Every 12 hours, the staff turns over, and you need to tip-toe up to the new nurse and aides and start all over again. Mistakes are made, mostly incompetence, but some malevolence lurks in the air on this seventh floor—erupting when an aide throws a temper tantrum and flings her dirty gloves across the room, two nurses get into a screaming fight in the hallway, a doped-up patient explodes in anger after he’s told for hours that he will be released but then nothing happens.
This man—bare backside exposed through his hospital gown, IV pole rattling as he dragged it behind him—cursed the nurses and stormed the door.
I have to confess that this man was a hero to me. He was furious about the obvious: they had stripped him of his autonomy, his dignity. Unlike the rest of us—cowed into submission by the hospital’s power over our loved ones—he refused to accept it. I silently cheered for him. I wanted him to escape. I wanted us all to escape.

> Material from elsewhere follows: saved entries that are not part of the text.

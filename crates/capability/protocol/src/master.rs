//! 主站连接
//!
//! 独占一个传输通道（TCP 或串口）。写半部由互斥锁串行化，读半部由后台任务
//! 按 [`AduCodec`] 切帧后投递到 [`Correlator`]。调用方在等候室里等待各自的响应。

use crate::adu_codec::{AduCodec, Role};
use crate::correlator::{CorrelationKey, Correlator};
use crate::error::ProtocolError;
use crate::frame::{encode_adu, Frame, FrameHeader};
use crate::pdu::{Pdu, ReadResponse, WriteCommand, WriteConfirm};
use crate::request::RequestDescriptor;
use bytes::Bytes;
use domain::{Parity, SerialDescriptor, TransportKind};
use futures::{SinkExt, StreamExt};
use hmi_telemetry::hex;
use std::sync::atomic::{AtomicBool, AtomicU16, Ordering};
use std::sync::{Arc, PoisonError};
use std::time::Duration;
use tokio::io::{AsyncRead, AsyncWrite, AsyncWriteExt};
use tokio::net::TcpStream;
use tokio::sync::Mutex;
use tokio::task::JoinHandle;
use tokio_serial::SerialPortBuilderExt;
use tokio_util::codec::{FramedRead, FramedWrite};
use tracing::{debug, info, warn};

type BoxedWriter = Box<dyn AsyncWrite + Send + Unpin>;

struct Shared {
    kind: TransportKind,
    slave_id: u8,
    peer: String,
    response_timeout: Duration,
    writer: Mutex<FramedWrite<BoxedWriter, AduCodec>>,
    /// RTU 总线半双工：一次只允许一个请求在途
    bus: Mutex<()>,
    correlator: Correlator,
    transaction_id: AtomicU16,
    connected: Arc<AtomicBool>,
    reader: std::sync::Mutex<Option<JoinHandle<()>>>,
}

impl Drop for Shared {
    fn drop(&mut self) {
        let reader = self
            .reader
            .get_mut()
            .unwrap_or_else(PoisonError::into_inner)
            .take();
        if let Some(reader) = reader {
            reader.abort();
        }
    }
}

/// 主站连接句柄（可克隆，共享同一通道）
#[derive(Clone)]
pub struct MasterConnection {
    shared: Arc<Shared>,
}

impl MasterConnection {
    /// 建立 Modbus TCP 连接
    pub async fn connect_tcp(
        host: &str,
        port: u16,
        slave_id: u8,
        connect_timeout: Duration,
        response_timeout: Duration,
    ) -> Result<Self, ProtocolError> {
        let addr = format!("{host}:{port}");
        let stream = match tokio::time::timeout(connect_timeout, TcpStream::connect(&addr)).await {
            Ok(Ok(stream)) => stream,
            Ok(Err(e)) => {
                return Err(ProtocolError::Connection(format!("connect {addr}: {e}")));
            }
            Err(_) => {
                return Err(ProtocolError::Connection(format!(
                    "connect {addr} timed out after {} ms",
                    connect_timeout.as_millis()
                )));
            }
        };
        if let Err(e) = stream.set_nodelay(true) {
            debug!(target: "hmi.protocol", peer = %addr, error = %e, "set_nodelay_failed");
        }
        info!(target: "hmi.protocol", peer = %addr, slave_id, "tcp_connected");
        Ok(Self::from_stream(
            stream,
            TransportKind::Tcp,
            slave_id,
            response_timeout,
            addr,
        ))
    }

    /// 打开 Modbus RTU 串口
    pub fn connect_rtu(
        serial: &SerialDescriptor,
        slave_id: u8,
        response_timeout: Duration,
    ) -> Result<Self, ProtocolError> {
        let stream = tokio_serial::new(serial.port.as_str(), serial.baud_rate)
            .data_bits(data_bits(serial.data_bits))
            .stop_bits(stop_bits(serial.stop_bits))
            .parity(parity(serial.parity))
            .timeout(response_timeout)
            .open_native_async()
            .map_err(|e| {
                ProtocolError::Connection(format!("open serial port {}: {e}", serial.port))
            })?;
        info!(
            target: "hmi.protocol",
            port = %serial.port,
            baud_rate = serial.baud_rate,
            slave_id,
            "rtu_opened"
        );
        Ok(Self::from_stream(
            stream,
            TransportKind::Rtu,
            slave_id,
            response_timeout,
            serial.port.clone(),
        ))
    }

    /// 在任意双向字节流上建立连接，并启动读取任务。
    pub fn from_stream<S>(
        stream: S,
        kind: TransportKind,
        slave_id: u8,
        response_timeout: Duration,
        peer: impl Into<String>,
    ) -> Self
    where
        S: AsyncRead + AsyncWrite + Send + 'static,
    {
        let peer = peer.into();
        let (read_half, write_half) = tokio::io::split(stream);
        let correlator = Correlator::new();
        let connected = Arc::new(AtomicBool::new(true));
        let writer: BoxedWriter = Box::new(write_half);

        let reader = tokio::spawn(pump_inbound(
            read_half,
            kind,
            correlator.clone(),
            Arc::clone(&connected),
            peer.clone(),
        ));

        Self {
            shared: Arc::new(Shared {
                kind,
                slave_id,
                peer,
                response_timeout,
                writer: Mutex::new(FramedWrite::new(writer, AduCodec::new(kind, Role::Master))),
                bus: Mutex::new(()),
                correlator,
                transaction_id: AtomicU16::new(1),
                connected,
                reader: std::sync::Mutex::new(Some(reader)),
            }),
        }
    }

    pub fn kind(&self) -> TransportKind {
        self.shared.kind
    }

    pub fn slave_id(&self) -> u8 {
        self.shared.slave_id
    }

    pub fn peer(&self) -> &str {
        &self.shared.peer
    }

    pub fn is_connected(&self) -> bool {
        self.shared.connected.load(Ordering::Acquire)
    }

    pub fn response_timeout(&self) -> Duration {
        self.shared.response_timeout
    }

    /// 下一个事务号（按连接递增，65535 后回绕）
    pub fn next_transaction_id(&self) -> u16 {
        self.shared.transaction_id.fetch_add(1, Ordering::Relaxed)
    }

    /// 发送读请求并等待响应。
    pub async fn read(&self, request: &RequestDescriptor) -> Result<ReadResponse, ProtocolError> {
        let (key, frame) = match self.shared.kind {
            TransportKind::Tcp => {
                let transaction_id = self.next_transaction_id();
                (
                    CorrelationKey::Transaction(transaction_id),
                    request.tcp_frame(transaction_id),
                )
            }
            TransportKind::Rtu => (
                CorrelationKey::Function(request.function().code()),
                request.rtu_frame().clone(),
            ),
        };
        let raw = self.exchange(key, frame).await?;
        let response: ReadResponse = self.decode_reply(&raw)?;
        if let Err(e) = response.matches(request.read_request()) {
            hmi_telemetry::record_decode_error();
            return Err(e);
        }
        Ok(response)
    }

    /// 发送写命令并等待确认（确认内容的比对由调用方完成）。
    pub async fn write(&self, command: &WriteCommand) -> Result<WriteConfirm, ProtocolError> {
        command.validate()?;
        let pdu = command.to_bytes();
        let (key, header) = match self.shared.kind {
            TransportKind::Tcp => {
                let transaction_id = self.next_transaction_id();
                (
                    CorrelationKey::Transaction(transaction_id),
                    FrameHeader::Tcp {
                        transaction_id,
                        unit_id: self.shared.slave_id,
                    },
                )
            }
            TransportKind::Rtu => (
                CorrelationKey::Function(command.function().code()),
                FrameHeader::Rtu {
                    slave_id: self.shared.slave_id,
                },
            ),
        };
        let raw = self.exchange(key, encode_adu(header, &pdu)).await?;
        self.decode_reply(&raw)
    }

    async fn exchange(&self, key: CorrelationKey, frame: Bytes) -> Result<Bytes, ProtocolError> {
        if !self.is_connected() {
            return Err(ProtocolError::NotConnected);
        }
        let _bus = match self.shared.kind {
            TransportKind::Rtu => Some(self.shared.bus.lock().await),
            TransportKind::Tcp => None,
        };
        let ticket = self.shared.correlator.register(key)?;

        debug!(target: "hmi.protocol", key = %key, frame = %hex(&frame), "frame_sent");
        let sent = self.shared.writer.lock().await.send(frame).await;
        if let Err(e) = sent {
            warn!(target: "hmi.protocol", peer = %self.shared.peer, error = %e, "send_failed");
            self.close();
            return Err(e);
        }
        hmi_telemetry::record_frame_sent();

        ticket.wait(self.shared.response_timeout).await
    }

    fn decode_reply<P: Pdu>(&self, raw: &[u8]) -> Result<P, ProtocolError> {
        match Frame::<P>::decode(self.shared.kind, raw) {
            Ok(frame) => {
                if let FrameHeader::Rtu { slave_id } = frame.header {
                    if slave_id != self.shared.slave_id {
                        hmi_telemetry::record_decode_error();
                        return Err(ProtocolError::Decode(format!(
                            "reply from slave {slave_id}, expected {}",
                            self.shared.slave_id
                        )));
                    }
                }
                Ok(frame.pdu)
            }
            Err(ProtocolError::Exception { function, code }) => {
                hmi_telemetry::record_exception_response();
                warn!(target: "hmi.protocol", function, code, "exception_response");
                Err(ProtocolError::Exception { function, code })
            }
            Err(e) => {
                hmi_telemetry::record_decode_error();
                warn!(target: "hmi.protocol", frame = %hex(raw), error = %e, "reply_decode_failed");
                Err(e)
            }
        }
    }

    /// 立即断开：停止读取任务，所有等待者以 `ChannelClosed` 失败。
    pub fn close(&self) {
        self.shared.connected.store(false, Ordering::Release);
        let reader = self
            .shared
            .reader
            .lock()
            .unwrap_or_else(PoisonError::into_inner)
            .take();
        if let Some(reader) = reader {
            reader.abort();
        }
        self.shared.correlator.close_all();
    }

    /// 断开并关闭写半部。
    pub async fn shutdown(&self) {
        self.close();
        let mut writer = self.shared.writer.lock().await;
        if let Err(e) = writer.get_mut().shutdown().await {
            debug!(target: "hmi.protocol", peer = %self.shared.peer, error = %e, "writer_shutdown_failed");
        }
    }
}

async fn pump_inbound<R>(
    reader: R,
    kind: TransportKind,
    correlator: Correlator,
    connected: Arc<AtomicBool>,
    peer: String,
) where
    R: AsyncRead + Unpin,
{
    let mut frames = FramedRead::new(reader, AduCodec::new(kind, Role::Master));
    loop {
        match frames.next().await {
            Some(Ok(frame)) => {
                hmi_telemetry::record_frame_received();
                debug!(
                    target: "hmi.protocol",
                    key = %frame.key,
                    frame = %hex(&frame.bytes),
                    "frame_received"
                );
                correlator.deposit(frame.key, frame.bytes);
            }
            Some(Err(e)) => {
                if matches!(e, ProtocolError::Decode(_)) {
                    hmi_telemetry::record_decode_error();
                }
                warn!(target: "hmi.protocol", peer = %peer, error = %e, "inbound_stream_failed");
                break;
            }
            None => {
                info!(target: "hmi.protocol", peer = %peer, "peer_closed_connection");
                break;
            }
        }
    }
    connected.store(false, Ordering::Release);
    correlator.close_all();
}

fn data_bits(bits: u8) -> tokio_serial::DataBits {
    match bits {
        5 => tokio_serial::DataBits::Five,
        6 => tokio_serial::DataBits::Six,
        7 => tokio_serial::DataBits::Seven,
        _ => tokio_serial::DataBits::Eight,
    }
}

fn stop_bits(bits: u8) -> tokio_serial::StopBits {
    match bits {
        2 => tokio_serial::StopBits::Two,
        _ => tokio_serial::StopBits::One,
    }
}

fn parity(parity: Parity) -> tokio_serial::Parity {
    match parity {
        Parity::None => tokio_serial::Parity::None,
        Parity::Even => tokio_serial::Parity::Even,
        Parity::Odd => tokio_serial::Parity::Odd,
    }
}

#[cfg(test)]
mod tests {
    use super::*;
    use crate::codec::{DataType, RegisterValue};
    use crate::function_code::FunctionCode;
    use tokio::io::AsyncReadExt;

    const TIMEOUT: Duration = Duration::from_millis(200);

    #[tokio::test]
    async fn transaction_ids_wrap() {
        let (client, _device) = tokio::io::duplex(64);
        let connection =
            MasterConnection::from_stream(client, TransportKind::Tcp, 1, TIMEOUT, "duplex");
        connection
            .shared
            .transaction_id
            .store(u16::MAX, Ordering::Relaxed);
        assert_eq!(connection.next_transaction_id(), u16::MAX);
        assert_eq!(connection.next_transaction_id(), 0);
    }

    #[tokio::test]
    async fn tcp_read_correlates_by_transaction_id() {
        let (client, mut device) = tokio::io::duplex(256);
        let connection =
            MasterConnection::from_stream(client, TransportKind::Tcp, 1, TIMEOUT, "duplex");
        let request = RequestDescriptor::registers(
            1,
            FunctionCode::ReadInputRegisters,
            vec![(100, DataType::Unsigned)],
        )
        .unwrap();

        let device_task = tokio::spawn(async move {
            let mut buf = [0u8; 12];
            device.read_exact(&mut buf).await.unwrap();
            let reply = [buf[0], buf[1], 0, 0, 0, 5, 1, 0x04, 0x02, 0x01, 0x2C];
            device.write_all(&reply).await.unwrap();
            device
        });

        let response = connection.read(&request).await.unwrap();
        let values = request.decode_values(&response).unwrap();
        assert_eq!(
            values[0].1,
            crate::request::PointValue::Register(RegisterValue::Unsigned(300))
        );
        let _device = device_task.await.unwrap();
    }

    #[tokio::test]
    async fn silent_device_times_out() {
        let (client, _device) = tokio::io::duplex(256);
        let connection =
            MasterConnection::from_stream(client, TransportKind::Rtu, 1, TIMEOUT, "duplex");
        let command = WriteCommand::SingleRegister {
            address: 102,
            value: RegisterValue::Unsigned(1),
        };
        assert!(matches!(
            connection.write(&command).await,
            Err(ProtocolError::Timeout(_))
        ));
        assert!(connection.is_connected());
    }

    #[tokio::test]
    async fn peer_close_fails_waiters_and_disconnects() {
        let (client, device) = tokio::io::duplex(256);
        let connection = MasterConnection::from_stream(
            client,
            TransportKind::Tcp,
            1,
            Duration::from_secs(5),
            "duplex",
        );
        let command = WriteCommand::SingleRegister {
            address: 102,
            value: RegisterValue::Unsigned(1),
        };
        let closer = tokio::spawn(async move {
            tokio::time::sleep(Duration::from_millis(20)).await;
            drop(device);
        });
        let result = connection.write(&command).await;
        assert!(result.unwrap_err().is_connection_loss());
        closer.await.unwrap();
        assert!(!connection.is_connected());
        assert!(matches!(
            connection.write(&command).await,
            Err(ProtocolError::NotConnected)
        ));
    }
}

What comes to me in my dreams now is my father’s roommate, a former alcoholic there for his second liver transplant, the nurses who spoke about elderly patients in the third person as if they weren’t right there in front of them, aides who rolled their eyes when asked to change bedpans, elevator rides with armed prison guards wearing holstered guns, the smell of hospital-grade disinfectants, the constant beeping and lights and alarms, the way you had to start every conversation with a thank you in advance—or an apology for “bothering” someone to do their job or answer a question. I remember the bullies, the heartless people in scrubs—and I also remember a few kind souls. I remember the way that the days slipped into nights in that place where you could never crack open a window for a breath of fresh air. But mostly, I remember the trauma center taking away my voice, my rights to ask questions, to advocate for my father.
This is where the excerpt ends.